Overall Safety & Effectiveness	Does not raise new questions of safety or effectiveness compared to predicate devices.	"Test results concluded that cable meets the requirement of safety and effectiveness." "The Tecno device may differ from the predicates in color and size. However, these differences raise no issues of safety or effectiveness." This is a regulatory conclusion based on all testing.

Study Details:

Sample size used for the test set and the data provenance:
- Sample Size: The document does not specify the exact number of cables or components tested. The testing refers to "cable" in the singular ("cable meets the requirement") but this likely represents testing a representative sample or lot of the models (190-100 and 190-110).

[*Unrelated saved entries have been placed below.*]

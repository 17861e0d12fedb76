//! Binary for manually exercising the engine against the virtual gateway.
use std::sync::mpsc::RecvTimeoutError;
use std::sync::Arc;
use std::time::Duration;

use log::*;

use ctpcore::core::common::{Direction, Offset, OrderReq, OrderType, TickData};
use ctpcore::core::config::Config;
use ctpcore::core::contract::Contract;
use ctpcore::core::engine::TradingEngine;
use ctpcore::core::errors::CtpCoreError;
use ctpcore::core::risk::no_self_trade::NoSelfTradeRule;
use ctpcore::core::virtual_gateway::VirtualGateway;

/// Spins up an engine on the loop-back gateway, trades one instrument and
/// prints every engine event: accept, a partial fill, the closing fill, a
/// vetoed self-trade and one tick.
//==================================================================================================
pub fn main() -> Result<(), CtpCoreError> {
    log4rs::init_file("log_config.yml", Default::default()).unwrap();

    let config = Config {
        api: "virtual".to_string(),
        cancel_outstanding_orders_on_startup: false,
        ..Default::default()
    };

    let mut handle = None;
    let engine = TradingEngine::new(|ctx| {
        let gateway = Arc::new(VirtualGateway::new(ctx));
        gateway.add_contract(Contract {
            ticker: "rb2009".to_string(),
            exchange: "SHFE".to_string(),
            name: "rb2009".to_string(),
            size: 10,
            price_tick: 1.0,
            max_market_order_volume: 30,
            min_market_order_volume: 1,
            max_limit_order_volume: 500,
            min_limit_order_volume: 1,
            ..Default::default()
        });
        handle = Some(gateway.clone());
        Box::new(gateway)
    });
    let gateway = handle.expect("gateway factory did not run");

    engine.add_risk_rule(Box::new(NoSelfTradeRule::new()));
    let events = engine.subscribe();

    info!("logging in...");
    if !engine.login(&config) {
        error!("login failed");
        return Ok(());
    }

    let table = engine.contract_table().expect("contract table not sealed");
    let rb = table
        .get_by_ticker("rb2009")
        .expect("rb2009 not registered")
        .index;

    let buy = OrderReq {
        ticker_index: rb,
        direction: Direction::Buy,
        offset: Offset::Open,
        order_type: OrderType::Limit,
        volume: 10,
        price: 3500.0,
        ..Default::default()
    };
    let id = engine.send_order(&buy);
    info!("buy order sent, engine order id {}", id);

    let crossing_sell = OrderReq {
        ticker_index: rb,
        direction: Direction::Sell,
        offset: Offset::CloseToday,
        order_type: OrderType::Limit,
        volume: 10,
        price: 3499.0,
        ..Default::default()
    };
    if engine.send_order(&crossing_sell) == 0 {
        info!("crossing sell vetoed before reaching the gateway");
    }

    let order_ref = engine.order_ref(id).expect("order not live");
    gateway.fill(order_ref, 4, 3500.0);
    gateway.fill_all(3500.0);

    gateway.push_tick(TickData {
        ticker_index: rb,
        update_time: chrono::Utc::now().format("%H:%M:%S").to_string(),
        last_price: 3500.0,
        volume: 14,
        open_interest: 120.0,
        bid_price: 3499.0,
        bid_volume: 7,
        ask_price: 3501.0,
        ask_volume: 5,
    });

    loop {
        match events.recv_timeout(Duration::from_millis(500)) {
            Ok(event) => info!("engine event: {:?}", event),
            Err(RecvTimeoutError::Timeout) | Err(RecvTimeoutError::Disconnected) => break,
        }
    }

    info!("account: {:?}", engine.account());
    engine.logout();
    Ok(())
}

- Data Provenance: Not explicitly stated, but typical for 510(k) submissions, these would be prospective engineering and bench tests conducted by the manufacturer or an accredited testing lab during the device development and validation phase. The country of origin for the manufacturing is Pakistan (Tecno Instruments (Pvt) Ltd. is located in Sialkot, Pakistan). However, the testing location is not specified, but it would have been conducted to international standards (ANSI/AAMI HF18-2001 and IEC 60601-2-2).
Number of experts used to establish the ground truth for the test set and the qualifications of those experts:
- Not Applicable. This device is an electrosurgical cable, and its performance (electrical safety, mechanical integrity) is evaluated against engineering standards and specifications, not against human expert interpretation or ground truth in the medical sense (like diagnosing a disease from an image). The "ground truth" here is the adherence to the technical requirements of the referenced standards.

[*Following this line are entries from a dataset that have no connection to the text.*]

//! Shared fixtures: a recording wrapper, a sealed two-instrument table and a
//! logged-in trade adapter riding on the scriptable test front.
use std::sync::{Arc, Mutex};

use crate::core::common::{
    Account, Direction, Offset, OrderReq, OrderType, Position, TickData, Trade,
};
use crate::core::config::Config;
use crate::core::contract::{Contract, ContractTable};
use crate::core::ctp::api::{TestTraderApi, TraderApi};
use crate::core::ctp::common::{
    CtpOrderStatus, CtpSubmitStatus, InstrumentField, OrderField, TradeField, CTP_DIRECTION_BUY,
    CTP_OFFSET_OPEN, CTP_PRODUCT_FUTURES,
};
use crate::core::ctp::trade_api::CtpTradeApi;
use crate::core::wrapper::Wrapper;

pub const TEST_INVESTOR: &str = "123456";

/// Everything a wrapper callback can report, flattened for order-sensitive
/// assertions.
#[derive(Clone, Debug, PartialEq)]
pub enum Emission {
    Accepted(u64),
    Traded(u64, i32, f64),
    Canceled(u64, i32),
    Rejected(u64),
    CancelRejected(u64),
    QueryContract(String),
    QueryAccount(u64),
    QueryPosition(u32),
    QueryTrade(u32),
    Tick(u32),
}

#[derive(Default)]
pub struct RecordingWrapper {
    pub emissions: Vec<Emission>,
    pub contracts: Vec<Contract>,
    pub accounts: Vec<Account>,
    pub positions: Vec<Position>,
    pub trades: Vec<Trade>,
    pub ticks: Vec<TickData>,
}

impl RecordingWrapper {
    pub fn new() -> Self {
        RecordingWrapper::default()
    }
}

impl Wrapper for RecordingWrapper {
    fn on_query_contract(&mut self, contract: &Contract) {
        self.emissions
            .push(Emission::QueryContract(contract.ticker.clone()));
        self.contracts.push(contract.clone());
    }

    fn on_query_account(&mut self, account: &Account) {
        self.emissions.push(Emission::QueryAccount(account.account_id));
        self.accounts.push(account.clone());
    }

    fn on_query_position(&mut self, position: &Position) {
        self.emissions
            .push(Emission::QueryPosition(position.ticker_index));
        self.positions.push(position.clone());
    }

    fn on_query_trade(&mut self, trade: &Trade) {
        self.emissions.push(Emission::QueryTrade(trade.ticker_index));
        self.trades.push(trade.clone());
    }

    fn on_order_accepted(&mut self, order_ref: u64) {
        self.emissions.push(Emission::Accepted(order_ref));
    }

    fn on_order_traded(&mut self, order_ref: u64, traded: i32, price: f64) {
        self.emissions.push(Emission::Traded(order_ref, traded, price));
    }

    fn on_order_canceled(&mut self, order_ref: u64, canceled: i32) {
        self.emissions.push(Emission::Canceled(order_ref, canceled));
    }

    fn on_order_rejected(&mut self, order_ref: u64) {
        self.emissions.push(Emission::Rejected(order_ref));
    }

    fn on_order_cancel_rejected(&mut self, order_ref: u64) {
        self.emissions.push(Emission::CancelRejected(order_ref));
    }

    fn on_tick(&mut self, tick: &TickData) {
        self.emissions.push(Emission::Tick(tick.ticker_index));
        self.ticks.push(tick.clone());
    }
}

//==================================================================================================
pub fn sample_contract(ticker: &str, exchange: &str) -> Contract {
    Contract {
        ticker: ticker.to_string(),
        exchange: exchange.to_string(),
        name: ticker.to_string(),
        size: 10,
        price_tick: 1.0,
        max_market_order_volume: 30,
        min_market_order_volume: 1,
        max_limit_order_volume: 500,
        min_limit_order_volume: 1,
        ..Default::default()
    }
}

pub fn sample_table() -> Arc<ContractTable> {
    let mut table = ContractTable::new();
    table.insert(sample_contract("rb2009", "SHFE")).unwrap();
    table.insert(sample_contract("cu2007", "SHFE")).unwrap();
    Arc::new(table)
}

pub fn test_config() -> Config {
    Config {
        api: "ctp".to_string(),
        trade_server_address: "tcp://127.0.0.1:10201".to_string(),
        broker_id: "9999".to_string(),
        investor_id: TEST_INVESTOR.to_string(),
        password: "secret".to_string(),
        cancel_outstanding_orders_on_startup: false,
        ..Default::default()
    }
}

//==================================================================================================
pub type TradeApiFixture = (
    Arc<CtpTradeApi<RecordingWrapper>>,
    Arc<TestTraderApi>,
    Arc<Mutex<RecordingWrapper>>,
    Arc<ContractTable>,
);

pub fn trade_api_fixture() -> TradeApiFixture {
    let wrapper = Arc::new(Mutex::new(RecordingWrapper::new()));
    let api = Arc::new(TestTraderApi::new());
    let dyn_api: Arc<dyn TraderApi> = api.clone();
    let trade_api = CtpTradeApi::new(wrapper.clone(), dyn_api);
    let table = sample_table();
    trade_api.set_contract_table(table.clone());
    (trade_api, api, wrapper, table)
}

pub fn logged_in_fixture() -> TradeApiFixture {
    let fixture = trade_api_fixture();
    assert!(fixture.0.login(&test_config()));
    fixture
}

pub fn emissions(wrapper: &Arc<Mutex<RecordingWrapper>>) -> Vec<Emission> {
    wrapper.lock().unwrap().emissions.clone()
}

//==================================================================================================
pub fn order_req(volume: i32, price: f64) -> OrderReq {
    OrderReq {
        ticker_index: 0,
        direction: Direction::Buy,
        offset: Offset::Open,
        order_type: OrderType::Limit,
        volume,
        price,
        ..Default::default()
    }
}

pub fn instrument_field(ticker: &str, exchange: &str) -> InstrumentField {
    InstrumentField {
        instrument_id: ticker.to_string(),
        exchange_id: exchange.to_string(),
        instrument_name: ticker.as_bytes().to_vec(),
        product_class: CTP_PRODUCT_FUTURES,
        volume_multiple: 10,
        price_tick: 1.0,
        max_market_order_volume: 30,
        min_market_order_volume: 1,
        max_limit_order_volume: 500,
        min_limit_order_volume: 1,
        delivery_year: 2020,
        delivery_month: 9,
    }
}

/// Status report for a live order, in our own session.
pub fn order_status_field(
    order_ref: i32,
    submit_status: CtpSubmitStatus,
    order_status: CtpOrderStatus,
    original: i32,
    traded: i32,
) -> OrderField {
    OrderField {
        broker_id: "9999".to_string(),
        investor_id: TEST_INVESTOR.to_string(),
        instrument_id: "rb2009".to_string(),
        exchange_id: "SHFE".to_string(),
        order_ref: order_ref.to_string(),
        order_submit_status: submit_status as u8,
        order_status: order_status as u8,
        volume_total_original: original,
        volume_traded: traded,
        ..Default::default()
    }
}

/// An exchange-accepted, still-queueing status report.
pub fn accepted_status_field(order_ref: i32, original: i32) -> OrderField {
    order_status_field(
        order_ref,
        CtpSubmitStatus::Accepted,
        CtpOrderStatus::NoTradeQueueing,
        original,
        0,
    )
}

pub fn trade_field(order_ref: i32, volume: i32, price: f64) -> TradeField {
    TradeField {
        broker_id: "9999".to_string(),
        investor_id: TEST_INVESTOR.to_string(),
        instrument_id: "rb2009".to_string(),
        exchange_id: "SHFE".to_string(),
        order_ref: order_ref.to_string(),
        trade_id: "900001".to_string(),
        direction: CTP_DIRECTION_BUY,
        offset_flag: CTP_OFFSET_OPEN,
        price,
        volume,
        trade_time: "09:30:00".to_string(),
    }
}
pub mod helpers;

mod test_ctp_common;
mod test_trade_api;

Adjudication method for the test set:
- Not Applicable. This is not a study involving human adjudication of medical findings. The "adjudication" is met by verifying that test results demonstrably fall within the parameters set by the ANSI/AAMI and IEC standards.

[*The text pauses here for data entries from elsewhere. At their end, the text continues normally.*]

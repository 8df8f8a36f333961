//! Header-only verification pass.
//!
//! Re-parses each file's format chunk (no data streaming) and flags anything
//! at or above 32 bits per sample. 32-bit integer PCM and 32-bit float are
//! indistinguishable by width alone, so both are flagged identically.

use std::fs::File;
use std::io::BufReader;
use std::path::{Path, PathBuf};

use serde::Serialize;

use crate::error::WavResult;
use crate::format::WaveFormat;
use crate::parser::read_format;

/// Bit depth at or above which a file is illegal for the target device.
pub const ILLEGAL_BIT_DEPTH: u16 = 32;

/// A file whose header could not be read during verification.
#[derive(Debug, Clone, Serialize)]
pub struct VerifyFailure {
    /// Path of the unreadable file.
    pub path: PathBuf,
    /// Parse or I/O error description.
    pub error: String,
}

/// Outcome of a verification pass.
#[derive(Debug, Clone, Serialize)]
pub struct VerifyReport {
    /// True if no file is at or above [`ILLEGAL_BIT_DEPTH`].
    pub passed: bool,
    /// Offending file paths, in input order.
    pub offenders: Vec<PathBuf>,
    /// Files whose header could not be parsed; these do not flip `passed`.
    pub failures: Vec<VerifyFailure>,
}

/// Reads the format chunk of a single file without touching sample data.
pub fn read_file_format(path: &Path) -> WavResult<WaveFormat> {
    let mut reader = BufReader::new(File::open(path)?);
    read_format(&mut reader)
}

/// Checks every path's bit depth against [`ILLEGAL_BIT_DEPTH`].
///
/// Never mutates files; unreadable files are recorded and the pass continues.
pub fn verify_files<I>(paths: I) -> VerifyReport
where
    I: IntoIterator<Item = PathBuf>,
{
    let mut offenders = Vec::new();
    let mut failures = Vec::new();

    for path in paths {
        match read_file_format(&path) {
            Ok(format) => {
                if format.bits_per_sample >= ILLEGAL_BIT_DEPTH {
                    offenders.push(path);
                }
            }
            Err(e) => failures.push(VerifyFailure {
                path,
                error: e.to_string(),
            }),
        }
    }

    VerifyReport {
        passed: offenders.is_empty(),
        offenders,
        failures,
    }
}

If a multi reader multi case (MRMC) comparative effectiveness study was done, If so, what was the effect size of how much human readers improve with AI vs without AI assistance:
- No. An MRMC study is relevant for diagnostic or AI-assisted interpretation devices. This device is an electrosurgical cable; therefore, this type of study is not applicable.
If a standalone (i.e. algorithm only without human-in-the loop performance) was done:
- Yes, implicitly. The testing performed (bench testing to ANSI/AAMI HF18-2001 and IEC 60601-2-2) assesses the device's inherent performance and safety characteristics in isolation, independent of human interaction during use. This is a "standalone" evaluation of the cable's physical and electrical properties. There is no algorithm involved.
The type of ground truth used:
- Engineering and Safety Standards: The "ground truth" is defined by the requirements and test methods outlined in the specific consensus standards, namely ANSI/AAMI HF18-2001 and IEC 60601-2-2 (3rd ed.). These standards specify acceptable limits for electrical characteristics, mechanical strength, material properties, and safety features for electrosurgical accessories.
The sample size for the training set:
- Not Applicable. This is not an AI/ML device that requires a training set.
How the ground truth for the training set was established:
- Not Applicable. As there is no training set, there is no ground truth establishment for it.